[[ Provided data, beginning ]]
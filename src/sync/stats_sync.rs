use std::collections::HashSet;

use chrono::Utc;
use tracing::{debug, info, warn};

use crate::api::overfast_api::ApiHeroStat;
use crate::database::hero_stats_db::{self, StatValues};
use crate::database::heroes_db;
use crate::sync::run_report::{self, JobKind, RunPhase, RunReport, RunTracker};
use crate::sync::stat_tasks::{build_stat_tasks, StatTask};
use crate::sync::{SyncContext, SyncError};
use crate::Error;

/// Refreshes win and pick rates for every region, game mode and division.
#[tracing::instrument(level = "info", skip_all, fields(task = JobKind::SyncHeroStats.task_name()))]
pub async fn sync_hero_stats(ctx: &SyncContext) -> RunReport {
    let mut tracker = RunTracker::start(JobKind::SyncHeroStats);

    let report = match run_tasks(ctx, &mut tracker).await {
        Ok(()) => tracker.aggregate(),
        Err(e) => {
            warn!(error = %e, "Hero stats sync aborted");
            tracker.aborted(&e.to_string())
        }
    };

    run_report::log_run(&ctx.pool, &report).await;
    report
}

async fn run_tasks(ctx: &SyncContext, tracker: &mut RunTracker) -> Result<(), Error> {
    let known_heroes = {
        let mut conn = ctx.pool.acquire().await?;
        heroes_db::query_hero_keys(&mut conn).await?
    };
    if known_heroes.is_empty() {
        warn!("No heroes stored yet, every stats row will be dropped");
    }

    let fetcher = ctx.fetcher();
    let tasks = build_stat_tasks(&ctx.settings.platform);
    info!(tasks = tasks.len(), heroes = known_heroes.len(), "Starting hero stats fan-out");

    for (index, task) in tasks.iter().enumerate() {
        tracker.enter(RunPhase::FetchingUnit(index));

        let outcome = match fetcher.fetch::<Vec<ApiHeroStat>>(&task.endpoint()).await {
            Ok(rows) => {
                if rows.is_empty() {
                    debug!(stat_task = %task.label(), "Upstream has no stats for this task");
                }
                let rows = retain_known_heroes(task, rows, &known_heroes);
                let mut conn = ctx.pool.acquire().await?;
                hero_stats_db::upsert_stats(&mut conn, &task.dimensions(), &rows, Utc::now())
                    .await
                    .map_err(SyncError::from)
            }
            Err(e) => Err(e.into()),
        };

        match outcome {
            Ok(saved) => tracker.unit_succeeded(index, saved),
            Err(e) => {
                warn!(
                    stat_task = %task.label(),
                    error = %e,
                    cooldown_secs = ctx.settings.failure_cooldown.as_secs(),
                    "Stats task failed, cooling down"
                );
                tracker.unit_failed(index, task.label());
                ctx.sleeper.sleep(ctx.settings.failure_cooldown).await;
            }
        }

        ctx.sleeper.sleep(ctx.settings.politeness_delay).await;
    }

    Ok(())
}

/// Drops rows for heroes missing from the snapshot; they would violate the
/// foreign key on `hero_stats`.
fn retain_known_heroes(
    task: &StatTask,
    rows: Vec<ApiHeroStat>,
    known_heroes: &HashSet<String>,
) -> Vec<(String, StatValues)> {
    let total = rows.len();
    let kept: Vec<(String, StatValues)> = rows
        .into_iter()
        .filter(|row| known_heroes.contains(&row.hero))
        .map(|row| {
            (
                row.hero,
                StatValues {
                    winrate: row.winrate,
                    pickrate: row.pickrate,
                },
            )
        })
        .collect();

    if kept.len() < total {
        debug!(
            stat_task = %task.label(),
            dropped = total - kept.len(),
            "Dropped stats rows for unknown heroes"
        );
    }
    kept
}
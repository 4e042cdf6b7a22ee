use std::fmt;

use chrono::{DateTime, Utc};
use sqlx::SqlitePool;
use tracing::{debug, error, info, warn};

use crate::database::sync_logs_db::{self, NewSyncLog};
use crate::database::types::SyncStatus;
use crate::util::dates;

#[derive(Debug, Clone, Copy, PartialEq, Eq)]
pub enum JobKind {
    SyncHeroes,
    SyncHeroStats,
}

impl JobKind {
    pub const ALL: [JobKind; 2] = [JobKind::SyncHeroes, JobKind::SyncHeroStats];

    pub fn task_name(self) -> &'static str {
        match self {
            JobKind::SyncHeroes => "sync_heroes",
            JobKind::SyncHeroStats => "sync_hero_stats",
        }
    }
}

/// Where a run currently is; carried into the summary when a run aborts.
#[derive(Debug, Clone, Copy, PartialEq, Eq)]
pub enum RunPhase {
    Started,
    FetchingRoster,
    FetchingUnit(usize),
    Persisted(usize),
    Aggregated,
    Logged,
}

impl fmt::Display for RunPhase {
    fn fmt(&self, f: &mut fmt::Formatter<'_>) -> fmt::Result {
        match self {
            RunPhase::Started => f.write_str("starting"),
            RunPhase::FetchingRoster => f.write_str("fetching roster"),
            RunPhase::FetchingUnit(i) => write!(f, "fetching unit {}", i + 1),
            RunPhase::Persisted(i) => write!(f, "persisted unit {}", i + 1),
            RunPhase::Aggregated => f.write_str("aggregated"),
            RunPhase::Logged => f.write_str("logged"),
        }
    }
}

#[derive(Debug, Clone, PartialEq)]
pub struct RunReport {
    pub kind: JobKind,
    pub status: SyncStatus,
    pub started_at: DateTime<Utc>,
    pub finished_at: DateTime<Utc>,
    pub units: usize,
    pub failed_units: Vec<String>,
    pub saved: usize,
    pub summary: Option<String>,
}

/// Accumulates per-unit outcomes for one run. Unit failures are only counted
/// here; they never abort the run.
#[derive(Debug)]
pub struct RunTracker {
    kind: JobKind,
    phase: RunPhase,
    started_at: DateTime<Utc>,
    units: usize,
    failed_units: Vec<String>,
    saved: usize,
}

impl RunTracker {
    pub fn start(kind: JobKind) -> Self {
        Self::started_at(kind, Utc::now())
    }

    pub fn started_at(kind: JobKind, started_at: DateTime<Utc>) -> Self {
        info!(task = kind.task_name(), "Sync run started");
        Self {
            kind,
            phase: RunPhase::Started,
            started_at,
            units: 0,
            failed_units: Vec::new(),
            saved: 0,
        }
    }

    pub fn enter(&mut self, phase: RunPhase) {
        debug!(task = self.kind.task_name(), from = %self.phase, to = %phase, "Run phase");
        self.phase = phase;
    }

    pub fn unit_succeeded(&mut self, index: usize, saved: usize) {
        self.units += 1;
        self.saved += saved;
        self.enter(RunPhase::Persisted(index));
    }

    pub fn unit_failed(&mut self, index: usize, unit: impl Into<String>) {
        self.units += 1;
        self.failed_units.push(unit.into());
        self.enter(RunPhase::Persisted(index));
    }

    /// Every unit has been attempted.
    pub fn aggregate(mut self) -> RunReport {
        self.enter(RunPhase::Aggregated);
        let summary = if self.failed_units.is_empty() {
            None
        } else {
            Some(match self.kind {
                JobKind::SyncHeroes => format!("failed heroes: {}", self.failed_units.join(", ")),
                JobKind::SyncHeroStats => format!(
                    "{} of {} tasks failed: {}",
                    self.failed_units.len(),
                    self.units,
                    self.failed_units.join(", ")
                ),
            })
        };
        let status = if self.failed_units.is_empty() {
            SyncStatus::Success
        } else {
            SyncStatus::Failed
        };
        self.into_report(status, summary)
    }

    /// The roster could not be fetched, so there was nothing to iterate.
    pub fn roster_failed(mut self, reason: &str) -> RunReport {
        self.enter(RunPhase::Aggregated);
        self.into_report(SyncStatus::Failed, Some(format!("roster fetch failed: {reason}")))
    }

    /// An error outside any unit stopped the fan-out.
    pub fn aborted(mut self, reason: &str) -> RunReport {
        let phase = self.phase;
        self.enter(RunPhase::Aggregated);
        self.into_report(
            SyncStatus::Failed,
            Some(format!("aborted while {phase}: {reason}")),
        )
    }

    fn into_report(self, status: SyncStatus, summary: Option<String>) -> RunReport {
        RunReport {
            kind: self.kind,
            status,
            started_at: self.started_at,
            finished_at: Utc::now(),
            units: self.units,
            failed_units: self.failed_units,
            saved: self.saved,
            summary,
        }
    }
}

/// Records the run exactly once. A failure to write the row is logged, never raised.
pub async fn log_run(pool: &SqlitePool, report: &RunReport) {
    let task = report.kind.task_name();
    let log = NewSyncLog {
        task_name: task,
        status: report.status,
        started_at: report.started_at,
        finished_at: report.finished_at,
        error_message: report.summary.as_deref(),
    };

    let inserted = match pool.acquire().await {
        Ok(mut conn) => sync_logs_db::insert_log(&mut conn, &log).await,
        Err(e) => Err(e),
    };
    if let Err(e) = inserted {
        error!(task, error = ?e, "Failed to record sync run");
    }

    let elapsed_secs = (report.finished_at - report.started_at).num_seconds();
    match report.status {
        SyncStatus::Success => info!(
            task,
            phase = %RunPhase::Logged,
            units = report.units,
            saved = report.saved,
            elapsed_secs,
            started_at = dates::rfc3339_utc(report.started_at),
            "Sync run succeeded"
        ),
        SyncStatus::Failed => warn!(
            task,
            phase = %RunPhase::Logged,
            units = report.units,
            failed = report.failed_units.len(),
            saved = report.saved,
            elapsed_secs,
            started_at = dates::rfc3339_utc(report.started_at),
            summary = ?report.summary,
            "Sync run failed"
        ),
    }
}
[[ Provided data, end ]]
▶ [Assigned task] Please print exactly what appears from the first line of the data through the line with "use crate::database::heroes_db;", including both of those lines and nothing past them.

▶ [Written solution]
filename src/sync/stats_sync.rs
use std::collections::HashSet;

use chrono::Utc;
use tracing::{debug, info, warn};

use crate::api::overfast_api::ApiHeroStat;
use crate::database::hero_stats_db::{self, StatValues};
use crate::database::heroes_db;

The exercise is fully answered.